Já aconteceu antes com temas de menor importância, com caráter apenas consultivo, mas que acabaram fortalecendo suas próprias decisões.

AMLO já perguntou aos mexicanos se desejavam ver interrompida a construção do novo aeroporto internacional da Cidade do México ou reiniciada a obra de uma usina termoelétrica no estado de Morelos. Também foi motivo de consulta popular a obra que é a de mais destaque em sua gestão, a construção do Trem Maya, no sul do país.

A consulta sobre os ex-presidentes, porém, é a única que trata de uma questão constitucional, e tem impacto no sistema político e judicial. Segundo a lei, para que um plebiscito seja vinculante, é preciso que mais de 40% dos eleitores compareçam às urnas. Isso significa, aproximadamente, 37 milhões de pessoas.

Trata-se de um número alto, se levarmos em conta que, nas últimas eleições regionais, em 6 de junho, o comparecimento foi de 52%. Ainda assim, pesquisa publicada pelo jornal El Universal no último dia 23 afirma que 43,4% dos mexicanos pretendem votar.
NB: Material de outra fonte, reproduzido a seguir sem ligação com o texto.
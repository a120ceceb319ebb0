use crate::diagnostic::{Diagnostic, Verdict};
use schemars::JsonSchema;
use serde::{Deserialize, Serialize};
use time::OffsetDateTime;

/// Stable schema identifier for the report envelope.
pub const SCHEMA_REPORT_V1: &str = "deplens.report.v1";

#[derive(Clone, Debug, PartialEq, Eq, Serialize, Deserialize, JsonSchema)]
pub struct ToolMeta {
    pub name: String,
    pub version: String,
}

/// The package whose analysis report was evaluated.
#[derive(Clone, Debug, PartialEq, Eq, Serialize, Deserialize, JsonSchema)]
pub struct PackageRef {
    pub name: String,
    pub version: String,
}

#[derive(Clone, Copy, Debug, Default, PartialEq, Eq, Serialize, Deserialize, JsonSchema)]
pub struct DiagnosticCounts {
    pub info: u32,
    pub warning: u32,
    pub error: u32,
}

/// Versioned outer shape around one analysis pass.
///
/// Consumers should check `schema` before reading anything else; additive
/// changes keep the `v1` identifier, breaking changes bump it.
#[derive(Clone, Debug, PartialEq, Serialize, Deserialize, JsonSchema)]
pub struct ReportEnvelope {
    pub schema: String,
    pub tool: ToolMeta,
    #[schemars(with = "String")]
    #[serde(with = "time::serde::rfc3339")]
    pub started_at: OffsetDateTime,
    #[schemars(with = "String")]
    #[serde(with = "time::serde::rfc3339")]
    pub finished_at: OffsetDateTime,
    pub package: PackageRef,
    pub verdict: Verdict,
    pub counts: DiagnosticCounts,
    pub diagnostics: Vec<Diagnostic>,
}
Para Santiago Aguirre, diretor da ONG de direitos humanos Prodh, a consulta é positiva pois "amplia a democracia participativa no México e coloca no centro das atenções as vítimas das decisões políticas".

Já para Carlos González Martínez, estudioso de direitos humanos, o formato da consulta popular "pode não ser o mais correto, mas trará algo bom que é colocar em discussão uma comissão da verdade para os crimes de violência ocorridos no período".

A medida, caso aprovada, tem na mira os seguintes ex-presidentes: Carlos Salinas de Gortari (1988-94), do PRI, acusado de ter privatizado bens públicos para benefício de amigos do poder; Ernesto Zedillo (1994-2000), também do PRI, por um caso em que, supostamente, teria transformado uma dívida privada em pública; Vicente Fox (2000-06), do PAN, por também supostamente ter realizado concessões à indústria de mineração sem licitação; Felipe Calderón (2006-12), do PAN, a quem AMLO acusa de ter cometido fraude na eleição em que o atual mandatário foi derrotado, e que é investigado por abusos no combate ao narcotráfico; e, por fim, Enrique Peña Nieto (2012-18), do PRI, por corrupção, um processo que já está em andamento.

Para José Miguel Vivanco, diretor para as Américas da ONG Human Rights Watch, "López Obrador está transformando o sistema de Justiça do México num circo romano, onde os castigos se dividem entre a vontade do imperador e a da multidão".

Vivanco chamou a atenção para o fato de que a Procuradoria-Geral é o órgão que, se tiver evidências de delitos por parte de ex-presidentes, "deve decidir se leva adiante os processos. Essa obrigação não está sujeita à opinião pública".

A analista política mexicana Denise Dresser afirma que a consulta abre espaço para mais impunidade. "López Obrador assumiu com a promessa de que descobriria e mandaria à Justiça os responsáveis pelo massacre de Ayotzinapa [em 2014, quando desapareceram 43 estudantes], e não o fez. Há evidências de que Enrique Peña Nieto participou do esquema de corrupção da Odebrecht, e esses dois casos estão parados. Dá a impressão de que é o presidente quem não quer que se leve adiante processos contra os militares e Peña Nieto".

Segundo Dresser, a estratégia de levar o tema a consulta é justamente para "poder cruzar os braços caso vença o 'não'". Pois, para ela, AMLO estaria aliviado "se os militares, peça-chave de seu governo, não fossem julgados pelo caso Ayotzinapa, e nem Peña Nieto, a quem critica em público, mas com quem parece que há um acordo tácito por impunidade mútua", afirma.

Para Dresser, ainda, o plebiscito seria uma maneira populista de "reafirmar sua liderança, desviando a atenção da população para outros temas importantes, como a pandemia do coronavírus e a economia".

O México já soma mais de 240 mil mortes desde o início da pandemia, e López Obrador tem tido uma postura negacionista desde o princípio.